Du religieux, donc. Au XVI ème siècle, Jean Bauhin mentionne ce que l’on appelle les herbes de la madone, c’est-à-dire celles dédiées à la vierge Marie. Parmi elles, on trouve le romarin « qui doit sans doute son nom à une équivoque entre marinus et marianus, ou encore à une certaine analogie de son feuillage avec celui du genévrier qui servit à cacher la vierge fugitive » (4). Ah, ah ! Nous y voilà ! La mythologie chrétienne est aussi alambiquée, décousue et contradictoire que peuvent l’être les mythologies gréco-romaines. En latin, le nom scientifique du romarin est bien rosmarinus, non rosmarianus. Le romarin n’appartient donc pas à Marie, même si on en a fait son « arbre », mais davantage aux côtes marines (nous verrons que le légendaire chrétien à propos du romarin est tenace).

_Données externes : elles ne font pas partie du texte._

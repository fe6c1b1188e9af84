//! Post-commit notification drafts.
//!
//! Transitions return an explicit list of drafts instead of dispatching
//! inline; the persistence layer delivers them after its transaction commits
//! and swallows delivery failures.

use serde::{Deserialize, Serialize};

use crate::domain::request::{PurchaseRequest, RequestId, RequestStatus};
use crate::domain::user::UserId;
use crate::routing::Resolution;

#[derive(Clone, Debug, PartialEq, Eq, Serialize, Deserialize)]
pub struct NotificationDraft {
    pub target: UserId,
    pub message: String,
    pub link: String,
}

pub fn request_link(id: RequestId) -> String {
    format!("/dashboard/requests/{id}")
}

/// Drafts for a freshly submitted request: the assigned approver, if any,
/// gets a heads-up.
pub fn drafts_for_submission(id: RequestId, title: &str, resolution: &Resolution) -> Vec<NotificationDraft> {
    match resolution.next_approver {
        Some(approver) => vec![NotificationDraft {
            target: approver,
            message: format!("Purchase request \"{title}\" is awaiting your approval"),
            link: request_link(id),
        }],
        None => Vec::new(),
    }
}

/// Drafts for an accepted transition, in issuance order: the requester on a
/// terminal outcome, the newly assigned approver otherwise.
pub fn drafts_for_transition(
    request: &PurchaseRequest,
    resolution: &Resolution,
) -> Vec<NotificationDraft> {
    let link = request_link(request.id);
    let mut drafts = Vec::new();

    match resolution.next_status {
        RequestStatus::Rejected => drafts.push(NotificationDraft {
            target: request.requester_id,
            message: format!("Your purchase request \"{}\" was rejected", request.title),
            link: link.clone(),
        }),
        RequestStatus::Approved => drafts.push(NotificationDraft {
            target: request.requester_id,
            message: format!("Your purchase request \"{}\" received final approval", request.title),
            link: link.clone(),
        }),
        _ => {}
    }

    if let Some(approver) = resolution.next_approver {
        let message = match resolution.next_status {
            RequestStatus::WaitingForQuotes => {
                format!("Purchase request \"{}\" needs price quotes", request.title)
            }
            _ => format!("Purchase request \"{}\" is awaiting your approval", request.title),
        };
        drafts.push(NotificationDraft { target: approver, message, link });
    }

    drafts
}

#[cfg(test)]
mod tests {
    use chrono::Utc;
    use rust_decimal::Decimal;

    use crate::domain::quote_slate::QuoteSlate;
    use crate::domain::request::{PurchaseRequest, RequestId, RequestStatus};
    use crate::domain::user::UserId;
    use crate::routing::Resolution;

    use super::{drafts_for_submission, drafts_for_transition, request_link};

    fn request() -> PurchaseRequest {
        let now = Utc::now();
        PurchaseRequest {
            id: RequestId(9),
            requester_id: UserId(1),
            title: "three laptops".to_string(),
            description: None,
            items: Vec::new(),
            status: RequestStatus::Pending,
            current_approver_id: Some(UserId(2)),
            total_amount: Decimal::ZERO,
            quotes: QuoteSlate::default(),
            created_at: now,
            updated_at: now,
        }
    }

    #[test]
    fn rejection_notifies_the_requester() {
        let drafts = drafts_for_transition(
            &request(),
            &Resolution { next_status: RequestStatus::Rejected, next_approver: None },
        );
        assert_eq!(drafts.len(), 1);
        assert_eq!(drafts[0].target, UserId(1));
        assert!(drafts[0].message.contains("rejected"));
        assert_eq!(drafts[0].link, request_link(RequestId(9)));
    }

    #[test]
    fn final_approval_notifies_the_requester() {
        let drafts = drafts_for_transition(
            &request(),
            &Resolution { next_status: RequestStatus::Approved, next_approver: None },
        );
        assert_eq!(drafts.len(), 1);
        assert_eq!(drafts[0].target, UserId(1));
        assert!(drafts[0].message.contains("final approval"));
    }

    #[test]
    fn chain_advance_notifies_the_new_approver() {
        let drafts = drafts_for_transition(
            &request(),
            &Resolution { next_status: RequestStatus::Pending, next_approver: Some(UserId(3)) },
        );
        assert_eq!(drafts.len(), 1);
        assert_eq!(drafts[0].target, UserId(3));
        assert!(drafts[0].message.contains("awaiting your approval"));
    }

    #[test]
    fn quote_detour_message_mentions_quotes() {
        let drafts = drafts_for_transition(
            &request(),
            &Resolution {
                next_status: RequestStatus::WaitingForQuotes,
                next_approver: Some(UserId(3)),
            },
        );
        assert_eq!(drafts.len(), 1);
        assert!(drafts[0].message.contains("price quotes"));
    }

    #[test]
    fn auto_approved_submission_produces_no_drafts() {
        let drafts = drafts_for_submission(
            RequestId(9),
            "three laptops",
            &Resolution { next_status: RequestStatus::Approved, next_approver: None },
        );
        assert!(drafts.is_empty());
    }
}
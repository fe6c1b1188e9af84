use chrono::{DateTime, Utc};
use rust_decimal::Decimal;
use serde::{Deserialize, Serialize};

use crate::domain::quote_slate::QuoteSlate;
use crate::domain::user::UserId;

#[derive(Clone, Copy, Debug, PartialEq, Eq, Hash, PartialOrd, Ord, Serialize, Deserialize)]
pub struct RequestId(pub i64);

impl std::fmt::Display for RequestId {
    fn fmt(&self, f: &mut std::fmt::Formatter<'_>) -> std::fmt::Result {
        write!(f, "{}", self.0)
    }
}

#[derive(Clone, Copy, Debug, PartialEq, Eq, Hash, Serialize, Deserialize)]
#[serde(rename_all = "SCREAMING_SNAKE_CASE")]
pub enum RequestStatus {
    Draft,
    Pending,
    Approved,
    Rejected,
    WaitingForQuotes,
}

impl RequestStatus {
    /// Terminal statuses carry no pending actor.
    pub fn is_terminal(self) -> bool {
        matches!(self, RequestStatus::Approved | RequestStatus::Rejected)
    }
}

#[derive(Clone, Debug, PartialEq, Serialize, Deserialize)]
pub struct RequestItem {
    pub name: String,
    pub quantity: u32,
    /// Unit price; absent in the no-pricing submission variant.
    pub price: Option<Decimal>,
}

impl RequestItem {
    pub fn line_total(&self) -> Decimal {
        match self.price {
            Some(price) => price * Decimal::from(self.quantity),
            None => Decimal::ZERO,
        }
    }
}

/// Sum of line totals; 0 when no item carries a price.
pub fn items_total(items: &[RequestItem]) -> Decimal {
    items.iter().map(RequestItem::line_total).sum()
}

#[derive(Clone, Debug, PartialEq, Serialize, Deserialize)]
pub struct PurchaseRequest {
    pub id: RequestId,
    pub requester_id: UserId,
    pub title: String,
    pub description: Option<String>,
    pub items: Vec<RequestItem>,
    pub status: RequestStatus,
    /// The single user authorized to act next; `None` iff terminal.
    pub current_approver_id: Option<UserId>,
    pub total_amount: Decimal,
    pub quotes: QuoteSlate,
    pub created_at: DateTime<Utc>,
    pub updated_at: DateTime<Utc>,
}

impl PurchaseRequest {
    /// Invariant: `current_approver_id` is `None` exactly when the request
    /// is terminal.
    pub fn is_consistent(&self) -> bool {
        self.status.is_terminal() == self.current_approver_id.is_none()
    }
}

Il a été dit que le mot rosmarinus se décompose comme suit : ros_marinus, ros pouvant signifier autant « rose » que « rosée », le romarin serait donc une « rose marine » ou une « rosée marine » (l’anglais rosemary et surtout l’allemand rosmarin ne font pas de doute à ce sujet). Pis, le romarin pourrait être la rose de Marie ! Mais Paul-Victor Fournier, homme d’église pourtant, nous dit que c’est du délire. Érudit, l’homme indique que ros est un vieux mot latin apparenté à rhus qui veut dire… buisson. Étymologiquement, le romarin n’est donc pas autre chose qu’un arbrisseau maritime. Ce qui est, du reste, une banale évidence.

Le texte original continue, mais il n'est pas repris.